- Opening Delimiter -

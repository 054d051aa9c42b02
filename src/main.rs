use iced::widget::{button, column, container, row, text, text_input, Column};
use iced::{Color, Element, Length, Task, Theme};
use log::{error, info, warn};
use std::path::PathBuf;

mod config;
mod error;
mod generation;
mod image_io;
mod state;
mod ui;

use config::Settings;
use error::{GenerationError, ImageIoError};
use generation::GenerationClient;
use state::{EditorSession, EncodedImage, NodeRef};
use ui::ImageHandles;

/// Main application state
struct PromptStudio {
    /// Source image, iterations and the generation lifecycle
    session: EditorSession,
    /// Client for the generation API (or why it could not be built)
    client: Result<GenerationClient, GenerationError>,
    /// Decoded handles for every image in the session
    handles: ImageHandles,
    /// Status message to display to the user
    status: String,
}

/// Application messages (events)
#[derive(Debug, Clone)]
pub enum Message {
    /// User clicked "Upload Photo"
    UploadPressed,
    /// Upload dialog closed (None = cancelled)
    SourceLoaded(Result<Option<EncodedImage>, ImageIoError>),
    /// User removed the source image
    ClearSource,
    /// Prompt text edited
    PromptChanged(String),
    /// User asked for a generation
    Generate,
    /// The generation request finished
    GenerationComplete(Result<EncodedImage, GenerationError>),
    /// User picked a tile in the history
    Select(NodeRef),
    /// User clicked "Download"
    DownloadPressed,
    /// Save dialog closed (None = cancelled)
    DownloadComplete(Result<Option<PathBuf>, ImageIoError>),
}

impl PromptStudio {
    /// Create a new instance of the application
    fn new() -> (Self, Task<Message>) {
        let settings = Settings::load();

        if !settings.has_api_key() {
            warn!("No API key configured; generations will fail until GEMINI_API_KEY is set");
        }

        let client = GenerationClient::new(&settings);
        match &client {
            Ok(client) => info!("🎨 Prompt Studio initialized (model: {})", client.model()),
            Err(err) => error!("Failed to initialize the generation client: {}", err),
        }

        (
            PromptStudio {
                session: EditorSession::new(),
                client,
                handles: ImageHandles::default(),
                status: "Ready. Upload a photo to get started.".to_string(),
            },
            Task::none(),
        )
    }

    /// Handle application messages and update state
    fn update(&mut self, message: Message) -> Task<Message> {
        match message {
            Message::UploadPressed => {
                return Task::perform(image_io::pick_image(), Message::SourceLoaded);
            }
            Message::SourceLoaded(Ok(Some(image))) => {
                self.handles.insert(NodeRef::Source, &image);
                self.session.store_mut().set_source(image);
                self.session.clear_error();
                self.status = "Photo loaded. Describe an edit below.".to_string();
            }
            Message::SourceLoaded(Ok(None)) => {}
            Message::SourceLoaded(Err(err)) => {
                warn!("Upload failed: {}", err);
                self.session.set_error(format!("Could not load the photo: {err}"));
            }
            Message::ClearSource => {
                self.session.store_mut().clear_source();
                self.handles.remove(&NodeRef::Source);
                self.status = "Photo removed.".to_string();
            }
            Message::PromptChanged(prompt) => {
                self.session.set_prompt(prompt);
            }
            Message::Generate => {
                let job = match self.session.begin_generation() {
                    Ok(job) => job,
                    Err(err) => {
                        if err.is_validation() {
                            info!("Generation not started: {}", err);
                        } else {
                            warn!("Generation not started: {}", err);
                        }
                        return Task::none();
                    }
                };

                match &self.client {
                    Ok(client) => {
                        let client = client.clone();
                        self.status = "Generating…".to_string();
                        return Task::perform(
                            async move { client.generate(&job.prompt, job.base_image.as_ref()).await },
                            Message::GenerationComplete,
                        );
                    }
                    Err(err) => {
                        self.session.finish_generation(Err(err.clone()));
                        self.status = "Generation failed. You can try again.".to_string();
                    }
                }
            }
            Message::GenerationComplete(result) => {
                match self.session.finish_generation(result) {
                    Some(iteration) => {
                        self.handles
                            .insert(NodeRef::Iteration(iteration.id.clone()), &iteration.image);
                        self.status = format!("Done: “{}”", iteration.prompt);
                    }
                    None => {
                        self.status = "Generation failed. You can try again.".to_string();
                    }
                }
            }
            Message::Select(node) => {
                if let Err(err) = self.session.store_mut().set_active(node) {
                    warn!("Ignoring selection: {}", err);
                }
            }
            Message::DownloadPressed => {
                if let Some(image) = self.session.store().resolve_active_image() {
                    return Task::perform(
                        image_io::save_image_as(image.clone()),
                        Message::DownloadComplete,
                    );
                }
            }
            Message::DownloadComplete(Ok(Some(path))) => {
                self.status = format!("Saved to {}", path.display());
            }
            Message::DownloadComplete(Ok(None)) => {}
            Message::DownloadComplete(Err(err)) => {
                error!("Download failed: {}", err);
                self.session.set_error(format!("Could not save the image: {err}"));
            }
        }

        Task::none()
    }

    /// Build the user interface
    fn view(&self) -> Element<Message> {
        let generating = self.session.is_generating();
        let has_source = self.session.store().source().is_some();

        let prompt_input = text_input("Describe the edit, e.g. “Add plants”", self.session.prompt())
            .on_input_maybe((!generating).then_some(Message::PromptChanged))
            .on_submit_maybe((!generating).then_some(Message::Generate))
            .padding(10);

        let generate_label = if generating { "Generating…" } else { "Generate" };

        let mut controls: Column<Message> = column![
            text("Prompt Studio").size(32),
            row![
                button("Upload Photo")
                    .on_press_maybe((!generating).then_some(Message::UploadPressed))
                    .padding(10),
                button("Remove Photo")
                    .on_press_maybe((has_source && !generating).then_some(Message::ClearSource))
                    .style(button::danger)
                    .padding(10),
            ]
            .spacing(10),
            prompt_input,
            button(generate_label)
                .on_press_maybe((!generating).then_some(Message::Generate))
                .padding(10),
            text(&self.status).size(14),
        ]
        .spacing(16)
        .width(Length::Fixed(320.0));

        if let Some(err) = self.session.error() {
            controls = controls.push(text(err.to_string()).size(14).color(Color::from_rgb(0.95, 0.4, 0.4)));
        }

        let top = row![
            controls,
            ui::preview::view(self.session.store(), &self.handles, generating),
        ]
        .spacing(24)
        .height(Length::Fill);

        let content = column![top, ui::history::view(self.session.store(), &self.handles)]
            .spacing(20)
            .padding(24);

        container(content)
            .width(Length::Fill)
            .height(Length::Fill)
            .into()
    }

    /// Set the application theme
    fn theme(&self) -> Theme {
        Theme::Dark
    }
}

fn main() -> iced::Result {
    env_logger::Builder::from_env(env_logger::Env::default().default_filter_or("prompt_studio=info"))
        .init();

    iced::application(
        "Prompt Studio",
        PromptStudio::update,
        PromptStudio::view,
    )
    .theme(PromptStudio::theme)
    .centered()
    .run_with(PromptStudio::new)
}

#[cfg(test)]
mod tests {
    use super::*;

    fn offline_app() -> PromptStudio {
        PromptStudio {
            session: EditorSession::new(),
            client: Err(GenerationError::failed("could not build the HTTP client")),
            handles: ImageHandles::default(),
            status: String::new(),
        }
    }

    #[test]
    fn test_empty_prompt_reports_validation_before_client_error() {
        let mut app = offline_app();
        app.session.set_prompt("   ");

        let _ = app.update(Message::Generate);

        assert_eq!(app.session.error(), Some("Please enter a prompt describing the edit."));
        assert!(!app.session.is_generating());
    }

    #[test]
    fn test_client_error_surfaces_and_returns_to_idle() {
        let mut app = offline_app();
        app.session.store_mut().set_source(EncodedImage::new("image/png", vec![1u8]));
        let _ = app.update(Message::PromptChanged("Add plants".to_string()));

        let _ = app.update(Message::Generate);

        assert_eq!(
            app.session.error(),
            Some("Generation failed: could not build the HTTP client")
        );
        assert!(!app.session.is_generating());
        assert!(app.session.store().is_empty());
        assert_eq!(app.session.store().active(), Some(&NodeRef::Source));
    }
}
impl<S: AsyncWrite + Unpin> AsyncWrite for BufferedStream<S> {
    fn poll_write(
        mut self: Pin<&mut Self>,
        cx: &mut Context<'_>,
        buf: &[u8],
    ) -> Poll<io::Result<usize>> {
        Pin::new(&mut self.stream).poll_write(cx, buf)
    }

    fn poll_flush(mut self: Pin<&mut Self>, cx: &mut Context<'_>) -> Poll<io::Result<()>> {
        Pin::new(&mut self.stream).poll_flush(cx)
    }

    fn poll_shutdown(mut self: Pin<&mut Self>, cx: &mut Context<'_>) -> Poll<io::Result<()>> {
        Pin::new(&mut self.stream).poll_shutdown(cx)
    }
}

fn chunk_size(line: &[u8]) -> io::Result<u64> {
    let text =
        std::str::from_utf8(line).map_err(|_| protocol_error("chunk size line is not UTF-8"))?;
    let digits = text.split(';').next().unwrap_or_default().trim();
    u64::from_str_radix(digits, 16)
        .map_err(|_| protocol_error(format!("unparseable chunk size {digits:?}")))
}

pub fn parse_request_head(raw: &[u8]) -> io::Result<RequestHead> {
    let text = std::str::from_utf8(raw)
        .map_err(|_| protocol_error("request head is not valid UTF-8"))?;
    let mut lines = text.split("\r\n");
    let request_line = lines
        .next()
        .ok_or_else(|| protocol_error("empty request head"))?;
    let fields = request_line.split_whitespace().collect::<Vec<_>>();
    let [method, target, version_text] = fields.as_slice() else {
        return Err(protocol_error(format!(
            "malformed request line {request_line:?}"
        )));
    };
    let version = parse_http_version(version_text)?;

    let headers = parse_header_lines(lines)?;
    let body_mode = request_body_mode(&headers)?;
    let connection_close = is_connection_close(version, &headers);

    Ok(RequestHead {
        method: (*method).to_string(),
        target: (*target).to_string(),
        version,
        headers,
        body_mode,
        connection_close,
    })
}

pub fn parse_response_head(raw: &[u8], request_method: &str) -> io::Result<ResponseHead> {
    let text = std::str::from_utf8(raw)
        .map_err(|_| protocol_error("response head is not valid UTF-8"))?;
    let mut lines = text.split("\r\n");
    let status_line = lines
        .next()
        .ok_or_else(|| protocol_error("empty response head"))?;

    // Version and code are single tokens; everything after them is the
    // reason phrase, spaces and all.
    let mut fields = status_line.splitn(3, ' ');
    let version = parse_http_version(fields.next().unwrap_or_default())?;
    let status = fields
        .next()
        .unwrap_or_default()
        .parse::<u16>()
        .map_err(|_| protocol_error(format!("malformed status line {status_line:?}")))?;
    let reason = fields.next().unwrap_or_default().trim_end().to_string();

    let headers = parse_header_lines(lines)?;
    let body_mode = response_body_mode(&headers, request_method, status)?;
    let mut connection_close = is_connection_close(version, &headers);
    if body_mode == BodyMode::CloseDelimited {
        connection_close = true;
    }

    Ok(ResponseHead {
        version,
        status,
        reason,
        headers,
        body_mode,
        connection_close,
    })
}

fn parse_http_version(text: &str) -> io::Result<HttpVersion> {
    match text {
        "HTTP/1.1" => Ok(HttpVersion::Http11),
        "HTTP/1.0" => Ok(HttpVersion::Http10),
        other => Err(protocol_error(format!(
            "unsupported protocol version {other:?}"
        ))),
    }
}

fn parse_header_lines<'a>(lines: impl Iterator<Item = &'a str>) -> io::Result<HeaderMap> {
    let mut headers = HeaderMap::new();
    for line in lines {
        if line.is_empty() {
            break;
        }
        let (name, value) = line
            .split_once(':')
            .ok_or_else(|| protocol_error(format!("header line {line:?} has no colon")))?;
        let name = HeaderName::from_bytes(name.trim().as_bytes())
            .map_err(|_| protocol_error(format!("bad header name in {line:?}")))?;
        let value = HeaderValue::from_str(value.trim())
            .map_err(|_| protocol_error(format!("bad header value in {line:?}")))?;
        headers.append(name, value);
    }
    Ok(headers)
}

fn request_body_mode(headers: &HeaderMap) -> io::Result<BodyMode> {
    if header_has_token(headers, "transfer-encoding", "chunked") {
        return Ok(BodyMode::Chunked);
    }
    match parse_content_length(headers)? {
        Some(0) | None => Ok(BodyMode::None),
        Some(length) => Ok(BodyMode::ContentLength(length)),
    }
}

fn response_body_mode(
    headers: &HeaderMap,
    request_method: &str,
    status: u16,
) -> io::Result<BodyMode> {
    if request_method.eq_ignore_ascii_case("HEAD")
        || (100..200).contains(&status)
        || status == 204
        || status == 304
    {
        return Ok(BodyMode::None);
    }

    if header_has_token(headers, "transfer-encoding", "chunked") {
        return Ok(BodyMode::Chunked);
    }
    match parse_content_length(headers)? {
        Some(0) => Ok(BodyMode::None),
        Some(length) => Ok(BodyMode::ContentLength(length)),
        None => Ok(BodyMode::CloseDelimited),
    }
}

fn parse_content_length(headers: &HeaderMap) -> io::Result<Option<u64>> {
    let Some(value) = headers.get_all("content-length").iter().last() else {
        return Ok(None);
    };
    value
        .to_str()
        .ok()
        .and_then(|text| text.trim().parse::<u64>().ok())
        .map(Some)
        .ok_or_else(|| protocol_error("unparseable Content-Length"))
}

pub(crate) fn header_has_token(headers: &HeaderMap, name: &str, token: &str) -> bool {
    headers
        .get_all(name)
        .iter()
        .filter_map(|value| value.to_str().ok())
        .flat_map(|value| value.split(','))
        .any(|candidate| candidate.trim().eq_ignore_ascii_case(token))
}

fn is_connection_close(version: HttpVersion, headers: &HeaderMap) -> bool {
    if header_has_token(headers, "connection", "close") {
        return true;
    }
    if version == HttpVersion::Http10 && !header_has_token(headers, "connection", "keep-alive") {
        return true;
    }
    false
}

// Head serializers regenerate framing headers from the body mode so a
// sanitized head still frames its body correctly on the next hop.
pub(crate) fn serialize_request_head(
    method: &str,
    target: &str,
    version: HttpVersion,
    headers: &HeaderMap,
    body_mode: BodyMode,
) -> Vec<u8> {
    let mut out = Vec::with_capacity(256);
    out.extend_from_slice(method.as_bytes());
    out.push(b' ');
    out.extend_from_slice(target.as_bytes());
    out.push(b' ');
    out.extend_from_slice(version.as_str().as_bytes());
    out.extend_from_slice(b"\r\n");
    serialize_headers(&mut out, headers);
    if body_mode == BodyMode::Chunked && !headers.contains_key("transfer-encoding") {
        out.extend_from_slice(b"transfer-encoding: chunked\r\n");
    }
    out.extend_from_slice(b"\r\n");
    out
}
use std::io;

use serde::Serialize;
use thiserror::Error;
use tokio::io::{AsyncWrite, AsyncWriteExt};

use crate::context::FlowContext;

#[derive(Debug, Error)]
pub enum ProxyCoreError {
    #[error("invalid configuration: {0}")]
    InvalidConfig(String),
    #[error("runtime I/O error: {0}")]
    Io(#[from] io::Error),
}

#[derive(Debug, Clone, Copy, PartialEq, Eq)]
pub enum FailureKind {
    ConnectFail,
    AuthFail,
    BeforeRequestFail,
    ParentProxyFail,
    BeforeResponseFail,
    HttpDoRequestFail,
    HttpWriteClientFail,
    HttpsGenerateTlsConfigFail,
    HttpsHijackClientConnFail,
    HttpsWriteEstablishedFail,
    HttpsTlsHandshakeFail,
    HttpsReadRequestFail,
    HttpsDoRequestFail,
    HttpsWriteResponseFail,
    TunnelHijackClientConnFail,
    TunnelDialRemoteFail,
    TunnelWriteEstablishedFail,
    TunnelConnectRemoteFail,
    TunnelWriteConnFail,
    WebsocketDialFail,
    WebsocketHijackFail,
    WebsocketHandshakeFail,
    TlsWebsocketGenerateTlsConfigFail,
    TlsWebsocketHijackFail,
    TlsWebsocketWriteEstablishedFail,
    TlsWebsocketTlsHandshakeFail,
    TlsWebsocketReadRequestFail,
    TlsWebsocketDialFail,
    TlsWebsocketHandshakeFail,
}

impl FailureKind {
    pub fn code(self) -> &'static str {
        match self {
            Self::ConnectFail => "connect_fail",
            Self::AuthFail => "auth_fail",
            Self::BeforeRequestFail => "before_request_fail",
            Self::ParentProxyFail => "parent_proxy_fail",
            Self::BeforeResponseFail => "before_response_fail",
            Self::HttpDoRequestFail => "http_do_request_fail",
            Self::HttpWriteClientFail => "http_write_client_fail",
            Self::HttpsGenerateTlsConfigFail => "https_generate_tls_config_fail",
            Self::HttpsHijackClientConnFail => "https_hijack_client_conn_fail",
            Self::HttpsWriteEstablishedFail => "https_write_established_fail",
            Self::HttpsTlsHandshakeFail => "https_tls_handshake_fail",
            Self::HttpsReadRequestFail => "https_read_request_fail",
            Self::HttpsDoRequestFail => "https_do_request_fail",
            Self::HttpsWriteResponseFail => "https_write_response_fail",
            Self::TunnelHijackClientConnFail => "tunnel_hijack_client_conn_fail",
            Self::TunnelDialRemoteFail => "tunnel_dial_remote_fail",
            Self::TunnelWriteEstablishedFail => "tunnel_write_established_fail",
            Self::TunnelConnectRemoteFail => "tunnel_connect_remote_fail",
            Self::TunnelWriteConnFail => "tunnel_write_conn_fail",
            Self::WebsocketDialFail => "websocket_dial_fail",
            Self::WebsocketHijackFail => "websocket_hijack_fail",
            Self::WebsocketHandshakeFail => "websocket_handshake_fail",
            Self::TlsWebsocketGenerateTlsConfigFail => "tls_websocket_generate_tls_config_fail",
            Self::TlsWebsocketHijackFail => "tls_websocket_hijack_fail",
            Self::TlsWebsocketWriteEstablishedFail => "tls_websocket_write_established_fail",
            Self::TlsWebsocketTlsHandshakeFail => "tls_websocket_tls_handshake_fail",
            Self::TlsWebsocketReadRequestFail => "tls_websocket_read_request_fail",
            Self::TlsWebsocketDialFail => "tls_websocket_dial_fail",
            Self::TlsWebsocketHandshakeFail => "tls_websocket_handshake_fail",
        }
    }
}

#[derive(Debug, Clone, PartialEq, Eq)]
pub struct ProxyFailure {
    pub kind: FailureKind,
    pub detail: String,
}

impl ProxyFailure {
    pub fn new(kind: FailureKind, detail: impl Into<String>) -> Self {
        Self {
            kind,
            detail: detail.into(),
        }
    }
}

pub const PROXY_INTERNAL_ERROR_TYPE: &str = "PROXY_CENTER_INTERNAL_ERR";

#[derive(Debug, Serialize)]
pub struct ProxyErrorBody {
    #[serde(rename = "errType")]
    pub err_type: &'static str,
    #[serde(rename = "errCode")]
    pub err_code: i32,
    #[serde(rename = "errMsg")]
    pub err_msg: String,
}

impl ProxyErrorBody {
    pub fn new(code: u16, msg: impl Into<String>) -> Self {
        Self {
            err_type: PROXY_INTERNAL_ERROR_TYPE,
            err_code: i32::from(code),
            err_msg: msg.into(),
        }
    }
}

pub async fn write_proxy_error_body<W>(
    ctx: &mut FlowContext,
    sink: &mut W,
    code: u16,
    msg: &str,
    prefix: Option<&str>,
) -> io::Result<()>
where
    W: AsyncWrite + Unpin,
{
    if let Some(prefix) = prefix {
        sink.write_all(prefix.as_bytes()).await?;
        ctx.response_bytes += prefix.len() as u64;
    }
    let body = serde_json::to_vec(&ProxyErrorBody::new(code, msg))
        .expect("proxy error body must serialize");
    sink.write_all(&body).await?;
    ctx.response_bytes += body.len() as u64;
    sink.flush().await
}

#[cfg(test)]
mod tests {
    use super::{write_proxy_error_body, FailureKind, ProxyErrorBody};
    use crate::context::test_context;

    #[test]
    fn failure_codes_are_stable() {
        assert_eq!(FailureKind::ConnectFail.code(), "connect_fail");
        assert_eq!(FailureKind::TunnelWriteConnFail.code(), "tunnel_write_conn_fail");
        assert_eq!(
            FailureKind::TlsWebsocketReadRequestFail.code(),
            "tls_websocket_read_request_fail"
        );
    }

    #[test]
    fn error_body_serializes_with_wire_field_names() {
        let body = ProxyErrorBody::new(502, "dial tcp: connection refused");
        let json = serde_json::to_string(&body).expect("serialize");
        assert_eq!(
            json,
            "{\"errType\":\"PROXY_CENTER_INTERNAL_ERR\",\"errCode\":502,\
             \"errMsg\":\"dial tcp: connection refused\"}"
        );
    }

    #[tokio::test]
    async fn error_body_writer_counts_prefix_and_body() {
        let mut ctx = test_context("example.com:443");
        let mut sink = Vec::new();
        write_proxy_error_body(&mut ctx, &mut sink, 502, "boom", Some("HTTP/1.1 502 "))
            .await
            .expect("write error body");

        let text = String::from_utf8(sink).expect("utf8");
        assert!(text.starts_with("HTTP/1.1 502 {"), "{text}");
        assert!(text.contains("\"errMsg\":\"boom\""), "{text}");
        assert_eq!(ctx.response_bytes, text.len() as u64);
    }
}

- Closing Delimiter -

» Work to be completed
The lines to extract from the data above begin with the line containing "use std::path::PathBuf;" and end with the line containing "for a generation". Extract them exactly, including both.

» Task solution
use std::path::PathBuf;

mod config;
mod error;
mod generation;
mod image_io;
mod state;
mod ui;

use config::Settings;
use error::{GenerationError, ImageIoError};
use generation::GenerationClient;
use state::{EditorSession, EncodedImage, NodeRef};
use ui::ImageHandles;

/// Main application state
struct PromptStudio {
    /// Source image, iterations and the generation lifecycle
    session: EditorSession,
    /// Client for the generation API (or why it could not be built)
    client: Result<GenerationClient, GenerationError>,
    /// Decoded handles for every image in the session
    handles: ImageHandles,
    /// Status message to display to the user
    status: String,
}

/// Application messages (events)
#[derive(Debug, Clone)]
pub enum Message {
    /// User clicked "Upload Photo"
    UploadPressed,
    /// Upload dialog closed (None = cancelled)
    SourceLoaded(Result<Option<EncodedImage>, ImageIoError>),
    /// User removed the source image
    ClearSource,
    /// Prompt text edited
    PromptChanged(String),
    /// User asked for a generation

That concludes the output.